Den eigentlichen Raum einer Sprache aber kann man nicht über die Sprache verändern. Sondern sie lebt auf ganz natürliche Weise, und kann nur historisch wachsen. (Sie kann in ihrer wesentlichsten Funktion eben nur über "Muttersprache" vermittelt werden; Anm.) Deshalb erleben wir mit der Veränderung der Bevölkerungszusammensetzung unausbleiblich auch ein Veränderung der Sprache, die sich im speziellen Fall Deutschland zu einer Mischsprache entwickeln wird. Berlin ist dafür bereits ein Beispiel.

Die Reduktionen, die wir derzeit (auch schon in genuin deutschen Jugendschichten) erleben - ein Zuschauer bringt diesen wichtigen Hinweis - kommt einer Beschränkung, einem Auseinanderfall in spezielle soziale Gruppen gleich. Weil der Mangel an Differenzierung einen Interpretationshintergrund verlangt, der nur noch von den Mitgliedern dieser Gruppe geteilt wird. Ein anderer weist aus eigenen Erfahrung in dieselbe Richtung: Er habe trotz bester Sprachkenntnis im Ausland die Feinheit des Ausdrucks, zu dem er in seiner Muttersprache (deutsch) fähig ist, nicht erlernen können.

(Der VdZ ist zudem der Meinung, daß diese Verarmung auch mit der geringen durchschnittlichen Kinderzahl in Familien zu tun hat, weil die nur bei hoher Geschwisterzahl durch die exponentiell höhere soziale Flexibilität - Familie als erste und grundlegender Sprachraum - mögliche Differenzierung allgemein wird. Soziale Gruppen hingeben sind immer funktionsgebundener, sprechen also eine andere Schichte der Persönlichkeit an,  und damit spielt das Allgemeine eine imperativisch-figural dominantere Rolle - also die Gruppendynamik.)

Ein Satz von Mosebach sei auch herausgegriffen: "Die Schriftsteller sollten ihre Sprache nicht kennen." Sie kann keine angelernte Attitüde sein, weil sie sonst fast unausbleiblich entleert und damit zerstört wird. Wer mit Grammatik nicht (selbstverständlich) umgehen kann, bekommt nur einen kleineren Ausschnitt der Realität in den Griff, denn Grammatik ist selbst Weltsicht, als Wurzel der Sprache.

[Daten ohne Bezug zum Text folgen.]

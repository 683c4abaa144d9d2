use std::sync::Arc;
use std::time::Duration;

use anyhow::{Context, Result, bail};
use chrono::{TimeDelta, Utc};
use clap::Parser;
use serde_json::Value;
use sqlx::SqlitePool;
use tokio::sync::watch;
use tracing::{info, warn};

use lessonforge::anthropic::AnthropicClient;
use lessonforge::cli::{Cli, Command};
use lessonforge::collaborators::{AnthropicModel, Collaborators, DisabledSearch, SqliteContentRepository};
use lessonforge::config::ForgeConfig;
use lessonforge::dispatcher::Dispatcher;
use lessonforge::enqueue::JobQueue;
use lessonforge::state_machine::{JobId, JobOwner};
use lessonforge::status::StatusService;
use lessonforge::store::{JobStore, SqliteJobStore, open_pool};
use lessonforge::workflow::WorkflowRegistry;
use lessonforge::workflows::default_registry;
use lessonforge::{telemetry, ui};

/// Intervalo entre consultas de status para `--wait` e `--watch`.
const WATCH_INTERVAL: Duration = Duration::from_millis(500);

/// Store aberto para todos os comandos. O registry (e com ele o cliente
/// Anthropic) só é montado por quem executa ou enfileira jobs.
struct App {
    config: ForgeConfig,
    pool: SqlitePool,
    store: Arc<dyn JobStore>,
}

#[tokio::main]
async fn main() -> Result<()> {
    let cli = Cli::parse();
    telemetry::init(cli.verbose, cli.json_logs);

    let mut config = ForgeConfig::load(cli.config.as_deref()).context("failed to load configuration")?;
    if let Some(url) = cli.database_url {
        config.database_url = url;
    }

    let app = App::open(config).await?;
    match cli.command {
        Command::Worker {
            poll_interval_ms,
            max_attempts,
            workers,
        } => {
            let mut config = app.config.clone();
            if let Some(ms) = poll_interval_ms {
                config.worker.poll_interval_ms = ms;
            }
            if let Some(n) = max_attempts {
                config.retry.max_attempts = n;
            }
            if let Some(n) = workers {
                config.worker.workers = n;
            }
            run_worker(&app, &config).await
        }
        Command::Enqueue {
            kind,
            input,
            input_file,
            user,
            wait,
        } => {
            let input = read_input(input, input_file)?;
            let owner = user.map(JobOwner::user).unwrap_or_default();
            let queue = JobQueue::new(app.store.clone(), app.registry().await?);
            let id = queue
                .create_job(&kind, input, owner)
                .await
                .with_context(|| format!("failed to enqueue {kind} job"))?;
            println!("{id}");
            if wait {
                watch_job(&app, id).await?;
            }
            Ok(())
        }
        Command::Status { job_id, watch } => {
            let id: JobId = job_id.parse().with_context(|| format!("invalid job id: {job_id}"))?;
            if watch {
                watch_job(&app, id).await
            } else {
                let view = StatusService::new(app.store.clone()).status(id).await?;
                ui::print_json(&view)?;
                Ok(())
            }
        }
        Command::Metrics { window_hours } => {
            let metrics = StatusService::new(app.store.clone())
                .metrics(TimeDelta::hours(i64::from(window_hours)))
                .await?;
            ui::print_json(&metrics)?;
            Ok(())
        }
        Command::Sweep => {
            // A varredura só toca o store; nenhum workflow é executado.
            let dispatcher = app.dispatcher(&app.config, Arc::new(WorkflowRegistry::builder().build()));
            let swept = dispatcher.sweep(Utc::now()).await?;
            info!(count = swept.len(), "sweep finished");
            let ids: Vec<String> = swept.iter().map(|job| job.id.to_string()).collect();
            ui::print_json(&ids)?;
            Ok(())
        }
    }
}

impl App {
    async fn open(config: ForgeConfig) -> Result<Self> {
        let max_connections = u32::try_from(config.worker.workers + 1).unwrap_or(u32::MAX);
        let pool = open_pool(&config.database_url, max_connections)
            .await
            .with_context(|| format!("failed to open database {}", config.database_url))?;
        let store = SqliteJobStore::new(pool.clone()).await.context("failed to prepare job tables")?;

        Ok(Self {
            config,
            pool,
            store: Arc::new(store),
        })
    }

    async fn registry(&self) -> Result<Arc<WorkflowRegistry>> {
        let content = SqliteContentRepository::new(self.pool.clone())
            .await
            .context("failed to prepare content tables")?;

        let model_config = &self.config.model;
        let client = match &model_config.base_url {
            Some(url) => AnthropicClient::with_base_url(model_config.api_key.clone(), url.clone()),
            None => AnthropicClient::new(model_config.api_key.clone()),
        }
        .context("failed to build Anthropic client")?;
        let model = AnthropicModel::new(
            client,
            model_config.fast_model.clone(),
            model_config.large_model.clone(),
            model_config.max_tokens,
        );
        let collaborators = Collaborators {
            model: Arc::new(model),
            search: Arc::new(DisabledSearch),
            content: Arc::new(content),
        };
        let registry = default_registry(collaborators, self.config.workflows).context("invalid workflow graph")?;
        Ok(Arc::new(registry))
    }

    fn dispatcher(&self, config: &ForgeConfig, registry: Arc<WorkflowRegistry>) -> Dispatcher {
        Dispatcher::new(self.store.clone(), registry)
            .with_engine(config.engine())
            .with_retry(config.retry_policy())
            .with_config(config.dispatcher_config())
    }
}

async fn run_worker(app: &App, config: &ForgeConfig) -> Result<()> {
    if config.model.api_key.is_empty() {
        bail!("ANTHROPIC_API_KEY is not set; workers cannot call the language model");
    }

    let dispatcher = Arc::new(app.dispatcher(config, app.registry().await?));
    let (shutdown_tx, shutdown_rx) = watch::channel(false);
    let handle = tokio::spawn(dispatcher.run(shutdown_rx));

    tokio::signal::ctrl_c().await.context("failed to listen for Ctrl-C")?;
    warn!("shutdown requested, waiting for in-flight jobs");
    let _ = shutdown_tx.send(true);
    handle.await.context("dispatcher task failed")?;
    Ok(())
}

fn read_input(input: Option<String>, input_file: Option<std::path::PathBuf>) -> Result<Value> {
    let raw = match (input, input_file) {
        (Some(raw), _) => raw,
        (None, Some(path)) => std::fs::read_to_string(&path)
            .with_context(|| format!("failed to read input file {}", path.display()))?,
        (None, None) => bail!("either --input or --input-file is required"),
    };
    serde_json::from_str(&raw).context("job input is not valid JSON")
}

/// Acompanha o job com um spinner até um estado terminal e imprime o status final.
async fn watch_job(app: &App, id: JobId) -> Result<()> {
    let service = StatusService::new(app.store.clone());
    let progress = ui::JobProgress::start(&id.to_string());
    loop {
        let view = service.status(id).await?;
        if view.status.is_terminal() {
            progress.finish(&view);
            ui::print_json(&view)?;
            return Ok(());
        }
        progress.update(&view);
        tokio::time::sleep(WATCH_INTERVAL).await;
    }
}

Übrigens sieht Mosebach die Sprache der erzählenden Literatur der Gegenwart keineswegs verarmt, sondern auf oft sogar sehr hohem Niveau. Verloren ist freilich der Reichtum, den Dialekte enthalten. Denn diese neuen Sprachformen sind aber keineswegs Dialekte, denn Dialekte sind hoch differenzierte eigene, ja erste Sprachen. Viel mehr Gefährdung, so Mosebach, geht von der akademischen, wissenschaftlichen Sprache aus, die oft wie die technische, technisierte Verwendung von Modulen wirkt und jeden sinnlichen Umgang mit der Sprache vermeidet. Dazu gehört auch das Eindringen von Anglizismen (und ganz sicher die Genderisierung; Anm.) Das sind wirkliche Gefahren für die Sprache.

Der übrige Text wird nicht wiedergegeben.